What were the accusations levied against Pastner, and how did Georgia Tech get here?

The accusers, Rob Bell and his girlfriend Jennifer Pendley, were a pair of boosters who had previously made headlines for giving impermissible benefits — flights, meals, and clothing — to Tech players Josh Okogie and Tadric Jackson. Pastner reported those violations to university compliance officers, who then reported them to the NCAA. Both the school and the NCAA would levy punishments on the players; Okogie would sit six games last season, while Jackson missed three.

The violations were a breaking point in the relationship between Pastner and Bell, who had previously latched on to the budding head coach while he was at Memphis. Bell and Pendley continually worked to push their way into the team’s inner circle — traveling to away games, building relationships with players and staff, and even designing T-shirts lined with Pastner quotes and the official Georgia Tech logo. They’d previously had Pastner’s blessing, but the Okogie-Jackson trip was a breaking point.

Pastner limited their access to the program in the NCAA aftermath. As a result, Bell and Pendley threatened the Georgia Tech coach with extortion. When he held strong, sexual misconduct accusations followed.

Bell first told NCAA investigators Pastner had sexually assaulted Pendley during a December phone call. He’d later make his complete set of claims in a lawsuit which detailed 13 counts of sexual misconduct, including some events that took place at team hotels or during basketball road trips while at both Memphis and Georgia Tech.

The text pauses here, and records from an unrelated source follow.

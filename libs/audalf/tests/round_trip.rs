//! Encode/decode round trips for every catalogued type at its boundary values

use audalf::{
    decode_sequence, decode_sequence_with, encode_sequence, encode_sequence_with_null_kind,
    AudalfError, DeserializationSettings, SerializationSettings, TimestampFormat, TimestampShape,
    TypeTag, Value, ValueKind,
};
use chrono::{DateTime, FixedOffset, NaiveDate, NaiveDateTime, TimeZone, Utc};
use half::f16;
use num_bigint::BigInt;
use std::fmt::Debug;

fn round_trip<T>(values: Vec<T>)
where
    T: audalf::IntoSlot + audalf::FromValue + Clone + PartialEq + Debug,
{
    let bytes = encode_sequence(values.clone(), &SerializationSettings::default()).unwrap();
    let decoded: Vec<T> = decode_sequence(&bytes).unwrap();
    assert_eq!(decoded, values);
}

#[test]
fn test_unsigned_boundaries() {
    round_trip(vec![u8::MIN, 1, u8::MAX]);
    round_trip(vec![u16::MIN, 1, u16::MAX]);
    round_trip(vec![u32::MIN, 1, u32::MAX]);
    round_trip(vec![u64::MIN, 1, u64::MAX]);
}

#[test]
fn test_signed_boundaries() {
    round_trip(vec![i8::MIN, -1, 0, i8::MAX]);
    round_trip(vec![i16::MIN, -1, 0, i16::MAX]);
    round_trip(vec![i32::MIN, -1, 0, i32::MAX]);
    round_trip(vec![i64::MIN, -1, 0, i64::MAX]);
}

#[test]
fn test_float_boundaries() {
    round_trip(vec![f32::MIN, -1.0, 0.0, f32::MIN_POSITIVE, f32::MAX, f32::INFINITY]);
    round_trip(vec![f64::MIN, -1.0, 0.0, f64::EPSILON, f64::MAX, f64::NEG_INFINITY]);
    round_trip(vec![
        f16::MIN,
        f16::NEG_ONE,
        f16::ZERO,
        f16::MIN_POSITIVE_SUBNORMAL,
        f16::MAX,
        f16::INFINITY,
    ]);

    // NaN never equals itself, so compare bits
    let bytes = encode_sequence([f64::NAN], &SerializationSettings::default()).unwrap();
    let decoded: Vec<f64> = decode_sequence(&bytes).unwrap();
    assert_eq!(decoded[0].to_bits(), f64::NAN.to_bits());
}

#[test]
fn test_strings_and_bools() {
    round_trip(vec![
        String::new(),
        "a".to_string(),
        "exactly8".to_string(),
        "🐶🍦".to_string(),
        "mixed ascii and ünïcödé".to_string(),
    ]);
    round_trip(vec![true, false, true]);
}

#[test]
fn test_big_integers() {
    let huge = BigInt::parse_bytes(b"123456789012345678901234567890123456789", 10).unwrap();
    round_trip(vec![
        BigInt::from(0),
        BigInt::from(-1),
        BigInt::from(i64::MIN),
        BigInt::from(u64::MAX),
        -huge.clone(),
        huge,
    ]);
}

#[test]
fn test_arrays_including_empty() {
    round_trip(vec![vec![], vec![u8::MIN, u8::MAX], vec![1u8; 17]]);
    round_trip(vec![vec![], vec![u16::MIN, u16::MAX]]);
    round_trip(vec![vec![], vec![u32::MIN, u32::MAX, 7]]);
    round_trip(vec![vec![], vec![u64::MIN, u64::MAX]]);
    round_trip(vec![vec![], vec![i8::MIN, -1, i8::MAX]]);
    round_trip(vec![vec![], vec![i16::MIN, -1, i16::MAX]]);
    round_trip(vec![vec![], vec![i32::MIN, -1, i32::MAX]]);
    round_trip(vec![vec![], vec![i64::MIN, -1, i64::MAX]]);
    round_trip(vec![vec![], vec![f16::MIN, f16::from_f32(0.5), f16::MAX]]);
    round_trip(vec![vec![], vec![f32::MIN, 0.5, f32::MAX]]);
    round_trip(vec![vec![], vec![f64::MIN, 0.25, f64::MAX]]);
}

#[test]
fn test_sequence_with_typed_nulls() {
    round_trip(vec![Some("first".to_string()), None, Some(String::new())]);
    round_trip(vec![None::<i32>, None, Some(-5)]);

    let bytes = encode_sequence(
        vec![Some(1u16), None],
        &SerializationSettings::default(),
    )
    .unwrap();
    let raw: Vec<Value> = decode_sequence(&bytes).unwrap();
    assert_eq!(raw, vec![Value::U16(1), Value::Absent(TypeTag::U16)]);
}

#[test]
fn test_bare_type_rejects_null_element() {
    let bytes = encode_sequence(vec![Some(1i32), None], &SerializationSettings::default()).unwrap();
    assert!(matches!(
        decode_sequence::<i32>(&bytes),
        Err(AudalfError::TypeMismatch { .. })
    ));
}

#[test]
fn test_heterogeneous_value_sequence() {
    let values = vec![
        Value::U8(1),
        Value::from("two"),
        Value::F64Array(vec![3.0]),
        Value::F16(f16::from_f32(-2.0)),
        Value::Absent(TypeTag::Boolean),
    ];
    let bytes = encode_sequence_with_null_kind(
        values.clone(),
        Some(ValueKind::Bool),
        &SerializationSettings::default(),
    )
    .unwrap();
    assert_eq!(decode_sequence::<Value>(&bytes).unwrap(), values);
}

fn sample_instant() -> DateTime<FixedOffset> {
    FixedOffset::east_opt(3 * 3600)
        .unwrap()
        .with_ymd_and_hms(2019, 11, 23, 18, 45, 12)
        .unwrap()
}

#[test]
fn test_timestamp_formats_differ_on_wire_but_agree_on_instant() {
    let instant = sample_instant();
    let encode = |format| {
        encode_sequence(
            [instant],
            &SerializationSettings::with_timestamp_format(format),
        )
        .unwrap()
    };

    let seconds = encode(TimestampFormat::UnixSeconds);
    let millis = encode(TimestampFormat::UnixMilliseconds);
    let iso = encode(TimestampFormat::Iso8601);
    assert_ne!(seconds, millis);
    assert_ne!(seconds, iso);
    assert_ne!(millis, iso);

    for bytes in [&seconds, &millis, &iso] {
        let decoded: Vec<DateTime<Utc>> = decode_sequence(bytes).unwrap();
        assert_eq!(decoded, vec![instant.with_timezone(&Utc)]);
    }
}

#[test]
fn test_iso8601_keeps_offset_and_sub_second_precision() {
    let instant = sample_instant() + chrono::Duration::nanoseconds(123_456_700);
    let bytes = encode_sequence([instant], &SerializationSettings::default()).unwrap();

    let aware: Vec<DateTime<FixedOffset>> = decode_sequence(&bytes).unwrap();
    assert_eq!(aware[0], instant);
    assert_eq!(aware[0].offset().local_minus_utc(), 3 * 3600);
}

#[test]
fn test_iso8601_offset_with_seconds_keeps_instant() {
    let odd = FixedOffset::east_opt(3661)
        .unwrap()
        .with_ymd_and_hms(2020, 1, 1, 0, 0, 0)
        .unwrap();
    for format in [
        TimestampFormat::UnixSeconds,
        TimestampFormat::UnixMilliseconds,
        TimestampFormat::Iso8601,
    ] {
        let bytes =
            encode_sequence([odd], &SerializationSettings::with_timestamp_format(format)).unwrap();
        let decoded: Vec<DateTime<FixedOffset>> = decode_sequence(&bytes).unwrap();
        assert_eq!(decoded[0], odd, "{format:?}");
        assert_eq!(decoded[0].timestamp(), odd.timestamp(), "{format:?}");
    }
}

/// Single-element sequence: header, one offset, index at 40, tag at 48, payload at 56
fn with_tag_patched(bytes: &mut [u8], tag: TypeTag) {
    bytes[48..56].copy_from_slice(&tag.to_le_bytes());
}

#[test]
fn test_unparsable_iso8601_text_is_invalid_payload() {
    let mut bytes = encode_sequence(["not a date"], &SerializationSettings::default()).unwrap();
    with_tag_patched(&mut bytes, TypeTag::TimestampIso8601);

    let err = decode_sequence::<Value>(&bytes).unwrap_err();
    assert!(matches!(
        err,
        AudalfError::InvalidPayload { tag, offset: 64, .. } if tag == TypeTag::TimestampIso8601.raw()
    ));
    assert!(err.to_string().contains("not a date"));
}

#[test]
fn test_out_of_range_epoch_counts_are_invalid_payload() {
    for tag in [TypeTag::TimestampUnixSeconds, TypeTag::TimestampUnixMilliseconds] {
        let mut bytes = encode_sequence([i64::MAX], &SerializationSettings::default()).unwrap();
        with_tag_patched(&mut bytes, tag);

        let err = decode_sequence::<Value>(&bytes).unwrap_err();
        assert!(
            matches!(err, AudalfError::InvalidPayload { offset: 56, .. }),
            "{tag:?}: {err}"
        );
        assert!(err.to_string().contains("outside the representable calendar range"));
    }
}

#[test]
fn test_epoch_formats_truncate_precision() {
    let instant = sample_instant() + chrono::Duration::milliseconds(789);

    let bytes = encode_sequence(
        [instant],
        &SerializationSettings::with_timestamp_format(TimestampFormat::UnixSeconds),
    )
    .unwrap();
    let decoded: Vec<DateTime<Utc>> = decode_sequence(&bytes).unwrap();
    assert_eq!(decoded[0], sample_instant().with_timezone(&Utc));

    let bytes = encode_sequence(
        [instant],
        &SerializationSettings::with_timestamp_format(TimestampFormat::UnixMilliseconds),
    )
    .unwrap();
    let decoded: Vec<DateTime<Utc>> = decode_sequence(&bytes).unwrap();
    assert_eq!(decoded[0], instant.with_timezone(&Utc));
}

#[test]
fn test_naive_timestamps_are_utc() {
    let naive: NaiveDateTime = NaiveDate::from_ymd_opt(1969, 7, 20)
        .unwrap()
        .and_hms_opt(20, 17, 40)
        .unwrap();
    for format in [
        TimestampFormat::UnixSeconds,
        TimestampFormat::UnixMilliseconds,
        TimestampFormat::Iso8601,
    ] {
        let bytes =
            encode_sequence([naive], &SerializationSettings::with_timestamp_format(format)).unwrap();
        let decoded: Vec<NaiveDateTime> = decode_sequence(&bytes).unwrap();
        assert_eq!(decoded, vec![naive], "{format:?}");
    }
}

#[test]
fn test_timestamp_shape_setting_picks_value_variant() {
    let bytes = encode_sequence([sample_instant()], &SerializationSettings::default()).unwrap();

    let naive: Vec<Value> = decode_sequence(&bytes).unwrap();
    assert!(matches!(naive[0], Value::DateTime(_)));

    let aware: Vec<Value> = decode_sequence_with(
        &bytes,
        &DeserializationSettings::with_timestamp_shape(TimestampShape::OffsetAware),
    )
    .unwrap();
    assert_eq!(aware[0], Value::DateTimeOffset(sample_instant()));
}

Pastner vehemently denied the claims.

“I am disgusted and devastated by the actions of two individuals to whom I showed compassion,” He said in a January statement that accompanied a defamation suit. “My family and I are victims of fraud and extortion and the extent to which these individuals have gone to harm us is truly unfathomable. I absolutely and unequivocally never assaulted or harassed Ms. Pendley and I am truly sickened by these false claims.”

Georgia Tech paid $410 per hour to investigate Bell and Pendley’s claims and found no hard evidence to back them up. It’s validation for the Yellow Jackets coach, who is now clear to continue his work with the team. Georgia Tech fell to 13-19 under his leadership in 2017-18 in a year beset by off-court distractions. With Okogie back for his junior season and this ordeal hopefully in his rear view, Pastner can expect more in 2018-19.